Records contained in a dataset:
********************
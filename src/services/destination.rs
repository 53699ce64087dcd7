// src/services/destination.rs

//! WordPress-style REST destination client.
//!
//! Reads `GET <endpoint>?per_page=N&page=P` with basic auth. HTTP 400 marks
//! a page past the end. Source URLs live in the `acf` block, or in post meta
//! for older records.

use std::collections::BTreeSet;

use async_trait::async_trait;
use chrono::{DateTime, NaiveDateTime, Utc};
use reqwest::{Client, StatusCode};
use serde::Deserialize;
use serde::de::{self, DeserializeOwned, Deserializer};
use serde_json::{Value, json};

use super::{DestinationClient, FetchError, ListingPayload, Page, check_status};
use crate::error::{AppError, Result};
use crate::models::{CareType, Config, SnapshotEntry};
use crate::utils::http::create_async_client;

/// Listing record as returned by the destination API.
///
/// Empty ACF fields arrive as `false`, `null` or `""` depending on the field
/// type, and an empty `acf` or `meta` block may be `[]`; all read as empty.
#[derive(Debug, Deserialize)]
struct RemoteListing {
    id: u64,

    /// Naive timestamp, UTC by contract
    #[serde(default, deserialize_with = "loose_text")]
    modified_gmt: Option<String>,

    #[serde(default, deserialize_with = "loose_object")]
    acf: RemoteFields,

    #[serde(default, deserialize_with = "loose_object")]
    meta: RemoteMeta,
}

#[derive(Debug, Default, Deserialize)]
struct RemoteFields {
    #[serde(default, alias = "url", deserialize_with = "loose_text")]
    senior_place_url: Option<String>,

    #[serde(default)]
    price: Option<Value>,

    #[serde(default, deserialize_with = "loose_list")]
    care_types: Vec<String>,

    #[serde(default, deserialize_with = "loose_text")]
    description: Option<String>,
}

/// Post meta; older records keep the source URL only here.
#[derive(Debug, Default, Deserialize)]
struct RemoteMeta {
    #[serde(default, rename = "_senior_place_url", deserialize_with = "loose_text")]
    senior_place_url: Option<String>,
}

/// Non-empty string, or the first one of a list; anything else is `None`.
fn loose_text<'de, D>(deserializer: D) -> std::result::Result<Option<String>, D::Error>
where
    D: Deserializer<'de>,
{
    Ok(text_of(Value::deserialize(deserializer)?))
}

fn text_of(value: Value) -> Option<String> {
    match value {
        Value::String(s) if !s.trim().is_empty() => Some(s.trim().to_string()),
        Value::Number(n) => Some(n.to_string()),
        Value::Array(items) => items.into_iter().find_map(text_of),
        _ => None,
    }
}

/// Strings of a list, or a lone string as a one-item list.
fn loose_list<'de, D>(deserializer: D) -> std::result::Result<Vec<String>, D::Error>
where
    D: Deserializer<'de>,
{
    Ok(match Value::deserialize(deserializer)? {
        Value::Array(items) => items.into_iter().filter_map(text_of).collect(),
        other => text_of(other).into_iter().collect(),
    })
}

/// An object decodes as `T`; `false`, `null` or `[]` give `T::default()`.
fn loose_object<'de, D, T>(deserializer: D) -> std::result::Result<T, D::Error>
where
    D: Deserializer<'de>,
    T: DeserializeOwned + Default,
{
    match Value::deserialize(deserializer)? {
        object @ Value::Object(_) => serde_json::from_value(object).map_err(de::Error::custom),
        _ => Ok(T::default()),
    }
}

impl RemoteListing {
    /// `None` when the record carries no source URL.
    fn into_entry(self) -> Option<SnapshotEntry> {
        let source_url = self.acf.senior_place_url.or(self.meta.senior_place_url)?;

        let current_price = self.acf.price.and_then(|v| match v {
            Value::String(s) if !s.trim().is_empty() => Some(s),
            Value::Number(n) => Some(n.to_string()),
            _ => None,
        });

        let current_canonical_types: BTreeSet<CareType> = self
            .acf
            .care_types
            .iter()
            .filter_map(|t| t.parse().ok())
            .collect();

        Some(SnapshotEntry {
            destination_id: self.id,
            source_url,
            destination_modified_at: self.modified_gmt.as_deref().and_then(parse_gmt),
            current_price,
            current_canonical_types,
            current_description: self.acf.description,
        })
    }
}

fn parse_gmt(text: &str) -> Option<DateTime<Utc>> {
    NaiveDateTime::parse_from_str(text.trim(), "%Y-%m-%dT%H:%M:%S")
        .ok()
        .map(|naive| naive.and_utc())
}

#[derive(Debug, Deserialize)]
struct Created {
    id: u64,
}

/// Destination client over the REST listing endpoint.
pub struct HttpDestinationClient {
    client: Client,
    endpoint: String,
    username: String,
    password: String,
}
********************
→ What you have to do: Reproduce precisely, and with no line left out, each line from the top of the entries through the line that carries "the destination API.".

→ Reply:
filename src/services/destination.rs
repository 53699ce64087dcd7
// src/services/destination.rs

//! WordPress-style REST destination client.
//!
//! Reads `GET <endpoint>?per_page=N&page=P` with basic auth. HTTP 400 marks
//! a page past the end. Source URLs live in the `acf` block, or in post meta
//! for older records.

use std::collections::BTreeSet;

use async_trait::async_trait;
use chrono::{DateTime, NaiveDateTime, Utc};
use reqwest::{Client, StatusCode};
use serde::Deserialize;
use serde::de::{self, DeserializeOwned, Deserializer};
use serde_json::{Value, json};

use super::{DestinationClient, FetchError, ListingPayload, Page, check_status};
use crate::error::{AppError, Result};
use crate::models::{CareType, Config, SnapshotEntry};
use crate::utils::http::create_async_client;

/// Listing record as returned by the destination API.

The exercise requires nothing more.